- Director: Will Vinton
- Writer: Ralph Liddle
- Starring: Tim Conner and Johnny Counterfit
- Where to Watch: Not officially available on streaming anywhere, I found it in parts on YouTube, or you can buy the DVD
We all have our family Holiday traditions, and I feel like mine keep multiplying. This makes sense, given that as we go one we mostly gain families instead of losing them. Plenty of people watch Rudolph the Red-Nosed Reindeer or Frosty the Snowman with their families every Christmas. I, on the other hand, have basically watched those once or twice each, and have instead, nearly every year, watched Will Vinton’s Claymation Christmas Celebration, which very few people today seem to know is a thing, and does not appear to be available for streaming anywhere (I own the DVD). The copy I watched as a kid had been taped off of the television, I think from the original airing on CBS on December 21, 1987. I don’t know why my parents decided to tape this thing when I had just turned three, but they were right. I think part of what does it for me is that there’s no plot to pick apart or anything. The animation is great, the jokes are funny, and it’s just a series of cute vignettes set to Christmas carols of varying degrees of religiosity. Plus there are dinosaurs (which were the initial draw for me) and the California Raisins (which were supposed to be the original draw for most people).
When I was a teenager, “claymation” always seemed to be the version of animation we could do ourselves if we really put our minds to it. It’s not like it isn’t very difficult or anything, but the concept of moving some clay a tiny bit, then taking a picture, then moving it a tiny bit, then taking a picture, seemed accessible, like something that made intuitive sense. There are stop-motion dinosaurs in the 1925 The Lost World, and they work great (I don’t think they’re actually made out of clay but it’s the same principal). It requires patience and artistry, not high technology. It also has the advantage of tangibility and seeming more “there,” at a time when computer animation was not really a thing.
Will Vinton was probably the most famous claymation artist of his era, even winning an Oscar for Best Animated Short, for 1974’s Closed Mondays, the first clay-animated film to win any Oscar. Despite this honor, he didn’t really become famous until he made a series of commercials for Sun-Maid raisins. The story goes that a frustrated advertising executive, out of ideas for raisin commercials, exclaimed, “We’ve tried everything but dancing raisins singing ‘I Heard It Through the Grapevine.’” With Vinton doing the animation, the California Raisins became a very surprising cultural smash, putting out four studio albums and starring in a Saturday morning cartoon (sadly with just regular animation). It is basically raisins with arms, legs, and sunglasses dancing around and singing Motown songs. During their appearance in the Claymation Christmas Celebration (in the headlining slot at the end), one Raisin says to another, “Call me a cab!” “Hey man, you’re a cab!” the other replies. That is about the level of humor here.
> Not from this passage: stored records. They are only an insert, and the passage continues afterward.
//! JSON-RPC gateway client for a deployed oracle contract.

use std::time::Duration;

use async_trait::async_trait;
use reqwest::Client;
use serde_json::{json, Value};
use tokio::sync::mpsc;
use tokio::time::sleep;
use tracing::{debug, warn};

use super::{Ledger, RejectReason, RequestSubscription, SubmissionOutcome};
use crate::error::LedgerError;
use crate::models::{FlightRequest, FlightStatus, Identity, OracleIndexes, INDEXES_PER_ORACLE};

const ERR_INSUFFICIENT_FEE: i64 = -32010;
const ERR_ALREADY_REGISTERED: i64 = -32011;
const ERR_NOT_REGISTERED: i64 = -32012;
const ERR_INDEX_MISMATCH: i64 = -32020;
const ERR_REQUEST_CLOSED: i64 = -32021;

/// Upper bound on ledgers scanned per poll.
const MAX_LEDGER_RANGE: u64 = 200;

pub const ORACLE_REQUEST_EVENT: &str = "OracleRequest";

/// Failure of a single JSON-RPC call.
#[derive(Debug)]
enum CallError {
    Rpc {
        code: i64,
        message: String,
        data: Value,
    },
    Ledger(LedgerError),
}

impl From<reqwest::Error> for CallError {
    fn from(err: reqwest::Error) -> Self {
        CallError::Ledger(err.into())
    }
}

impl CallError {
    fn into_ledger_error(self) -> LedgerError {
        match self {
            CallError::Ledger(err) => err,
            CallError::Rpc { code, message, data } => match code {
                ERR_INSUFFICIENT_FEE => LedgerError::InsufficientFee {
                    required: data.get("required").and_then(parse_amount).unwrap_or_default(),
                    paid: data.get("paid").and_then(parse_amount).unwrap_or_default(),
                },
                ERR_ALREADY_REGISTERED => LedgerError::AlreadyRegistered,
                ERR_NOT_REGISTERED => LedgerError::NotRegistered,
                _ => LedgerError::Reverted(format!("{message} (code {code})")),
            },
        }
    }
}

#[derive(Clone)]
pub struct RpcLedger {
    rpc_url: String,
    http: Client,
    poll_interval: Duration,
}

impl RpcLedger {
    pub fn new(rpc_url: impl Into<String>, poll_interval: Duration) -> Self {
        Self {
            rpc_url: rpc_url.into(),
            http: Client::new(),
            poll_interval,
        }
    }

    async fn rpc_call(&self, method: &str, params: Value) -> Result<Value, CallError> {
        let response = self
            .http
            .post(&self.rpc_url)
            .json(&json!({
                "jsonrpc": "2.0",
                "id": "flight-oracle-server",
                "method": method,
                "params": params,
            }))
            .send()
            .await?
            .error_for_status()?
            .json::<Value>()
            .await?;

        if let Some(error) = response.get("error") {
            return Err(CallError::Rpc {
                code: error.get("code").and_then(Value::as_i64).unwrap_or_default(),
                message: error
                    .get("message")
                    .and_then(Value::as_str)
                    .unwrap_or("unknown error")
                    .to_string(),
                data: error.get("data").cloned().unwrap_or(Value::Null),
            });
        }

        response.get("result").cloned().ok_or_else(|| {
            CallError::Ledger(LedgerError::Malformed(format!("{method}: missing result")))
        })
    }

    async fn call(&self, method: &str, params: Value) -> Result<Value, LedgerError> {
        self.rpc_call(method, params)
            .await
            .map_err(CallError::into_ledger_error)
    }

    async fn latest_ledger(&self) -> Result<u64, LedgerError> {
        let result = self.call("oracle_latestLedger", json!({})).await?;
        result
            .get("sequence")
            .and_then(parse_u64)
            .or_else(|| parse_u64(&result))
            .ok_or_else(|| LedgerError::Malformed("missing latest ledger sequence".to_string()))
    }

    /// Requests emitted after `cursor`, plus the ledger the scan stopped at.
    async fn requests_after(&self, cursor: u64) -> Result<(Vec<FlightRequest>, u64), LedgerError> {
        let latest = self.latest_ledger().await?;
        let from_ledger = cursor.saturating_add(1);
        if from_ledger > latest {
            return Ok((Vec::new(), cursor));
        }

        let to_ledger = latest.min(from_ledger + MAX_LEDGER_RANGE);
        let result = self
            .call(
                "oracle_getEvents",
                json!({
                    "startLedger": from_ledger,
                    "endLedger": to_ledger,
                    "eventTypes": [ORACLE_REQUEST_EVENT],
                }),
            )
            .await?;

        let requests = result
            .get("events")
            .and_then(Value::as_array)
            .map(|events| events.iter().filter_map(parse_request_event).collect())
            .unwrap_or_default();

        Ok((requests, to_ledger))
    }

    async fn poll_requests(
        self,
        mut cursor: u64,
        tx: mpsc::UnboundedSender<Result<FlightRequest, LedgerError>>,
    ) {
        debug!(cursor, "oracle request polling started");

        while !tx.is_closed() {
            match self.requests_after(cursor).await {
                Ok((requests, scanned_to)) => {
                    for request in requests {
                        if tx.send(Ok(request)).is_err() {
                            return;
                        }
                    }
                    cursor = scanned_to;
                }
                Err(err) => {
                    warn!(error = %err, cursor, "oracle request poll failed");
                    if tx.send(Err(err)).is_err() {
                        return;
                    }
                }
            }

            sleep(self.poll_interval).await;
        }
    }
}

#[async_trait]
impl Ledger for RpcLedger {
    async fn accounts(&self) -> Result<Vec<Identity>, LedgerError> {
        let result = self.call("oracle_accounts", json!({})).await?;
        let accounts = result
            .as_array()
            .ok_or_else(|| LedgerError::Malformed("accounts must be an array".to_string()))?;

        accounts
            .iter()
            .map(|account| {
                account
                    .as_str()
                    .map(Identity::new)
                    .ok_or_else(|| LedgerError::Malformed(format!("invalid account {account}")))
            })
            .collect()
    }

    async fn fetch_registration_fee(&self) -> Result<u128, LedgerError> {
        let result = self.call("oracle_registrationFee", json!({})).await?;
        parse_amount(&result)
            .ok_or_else(|| LedgerError::Malformed(format!("invalid registration fee {result}")))
    }

    async fn register_oracle(&self, identity: &Identity, fee: u128) -> Result<(), LedgerError> {
        self.call(
            "oracle_register",
            json!({ "from": identity, "value": fee.to_string() }),
        )
        .await
        .map(|_| ())
    }

    async fn get_assigned_indexes(&self, identity: &Identity) -> Result<OracleIndexes, LedgerError> {
        let result = self
            .call("oracle_getMyIndexes", json!({ "from": identity }))
            .await?;
        parse_indexes(&result)
            .ok_or_else(|| LedgerError::Malformed(format!("invalid index triple {result}")))
    }

    async fn subscribe_oracle_requests(&self) -> Result<RequestSubscription, LedgerError> {
        let head = self.latest_ledger().await?;
        let (tx, rx) = mpsc::unbounded_channel();
        let task = tokio::spawn(self.clone().poll_requests(head, tx));
        Ok(RequestSubscription::with_task(rx, task))
    }

    async fn submit_oracle_response(
        &self,
        identity: &Identity,
        request: &FlightRequest,
        status: FlightStatus,
    ) -> Result<SubmissionOutcome, LedgerError> {
        let params = json!({
            "from": identity,
            "index": request.request_index,
            "airline": request.airline,
            "flight": request.flight,
            "timestamp": request.timestamp,
            "statusCode": status.code(),
        });

        match self.rpc_call("oracle_submitResponse", params).await {
            Ok(_) => Ok(SubmissionOutcome::Accepted),
            Err(CallError::Rpc { code: ERR_INDEX_MISMATCH, .. }) => {
                Ok(SubmissionOutcome::Rejected(RejectReason::IndexMismatch))
            }
            Err(CallError::Rpc { code: ERR_REQUEST_CLOSED, .. }) => {
                Ok(SubmissionOutcome::Rejected(RejectReason::RequestClosed))
            }
            Err(CallError::Rpc { code: ERR_NOT_REGISTERED, .. }) => {
                Ok(SubmissionOutcome::Rejected(RejectReason::NotRegistered))
            }
            Err(err) => Err(err.into_ledger_error()),
        }
    }

    async fn fetch_flight_status(
        &self,
        caller: &Identity,
        airline: &Identity,
        flight: &str,
        timestamp: u64,
    ) -> Result<u8, LedgerError> {
        let result = self
            .call(
                "oracle_fetchFlightStatus",
                json!({
                    "from": caller,
                    "airline": airline,
                    "flight": flight,
                    "timestamp": timestamp,
                }),
            )
            .await?;

        result
            .get("index")
            .and_then(parse_u64)
            .and_then(|index| u8::try_from(index).ok())
            .ok_or_else(|| LedgerError::Malformed(format!("invalid request index in {result}")))
    }
}

fn parse_u64(value: &Value) -> Option<u64> {
    value
        .as_u64()
        .or_else(|| value.as_str().and_then(|s| s.parse().ok()))
}

/// Amounts are sent as decimal strings; small ones may arrive as numbers.
fn parse_amount(value: &Value) -> Option<u128> {
    match value {
        Value::String(s) => s.parse().ok(),
        Value::Number(n) => n.as_u64().map(u128::from),
        _ => None,
    }
}

fn parse_indexes(value: &Value) -> Option<OracleIndexes> {
    let items = value.as_array()?;
    if items.len() != INDEXES_PER_ORACLE {
        return None;
    }

    let mut indexes = [0u8; INDEXES_PER_ORACLE];
    for (slot, item) in indexes.iter_mut().zip(items) {
        *slot = u8::try_from(parse_u64(item)?).ok()?;
    }
    Some(indexes)
}

fn parse_request_event(raw: &Value) -> Option<FlightRequest> {
    let event_name = raw
        .get("type")
        .or_else(|| raw.get("event"))
        .and_then(Value::as_str)?;
    if event_name != ORACLE_REQUEST_EVENT {
        return None;
    }

    let values = raw.get("returnValues").unwrap_or(raw);
    Some(FlightRequest {
        request_index: u8::try_from(values.get("index").and_then(parse_u64)?).ok()?,
        airline: Identity::new(values.get("airline").and_then(Value::as_str)?),
        flight: values.get("flight").and_then(Value::as_str)?.to_string(),
        timestamp: values.get("timestamp").and_then(parse_u64)?,
    })
}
While it likely exists because of the Raisins, this special mostly features other Vinton creations, especially the two hosting dinosaurs. Rex (Johnny Counterfit) is described by Wikipedia as “an erudite Tyrannosaurus Rex,” while Herb (Tim Conner) is a “dimwitted and bespectacled Styracosaurus with a gluttonous appetite.” The two of them mostly banter about how uncouth Herb is, and debate the meaning of the word “Wassail” as various visitors get the lyrics to “Here We Come a-Wassailing” wrong (Herb’s favorite is “Here We Come a Waffle-ing”). They then introduce a series of claymation renditions of Christmas carols, some of which sort of take themselves seriously but most of which do not.
In addition to the Raisins covering the Temptations version of “Rudolph the Red-Nosed Reindeer,” we have the biblical Magi singing “We Three Kings” (while frequently being interrupted by their doo-wop-ing camels) and the “Paris Bell-Harmonic” (a bunch of anthropmorphized bells) doing a version of “Carol of the Bells” that keeps getting disrupted by the one stupid bell. My personal favorite segment involves two very large walruses attempting to figure skate to a bassoon-heavy instrumental version of “Angels We Have Heard On High,” all while terrorizing a hapless bunch of penguins through a combination of enormity and oblivious clumsiness (this is also the part that would always crack up my Dad). Probably the most “serious” segment is a gospel-tinged version of “Joy to the World,” which uses a “clay painting” technique Vinton had invented in order to do a series of beautiful animations meant to evoke a moving stained glass window.
The entirety of Claymation Christmas Celebration is 24 minutes long, and I will not keep you much longer, even though I could basically quote most of the dinosaur dialogue if you would like. I have no idea what someone who did not grow up with this thing will think of it, though I have a feeling it will be pleasant but not particularly memorable. If you would prefer a more “mainstream” Christmas animated special, well, we’ll get there soon. In the meantime, I will sign off with the immortal final words of this program: Rex: “Say good night, Herb.” Herb: “Good night, Herb!”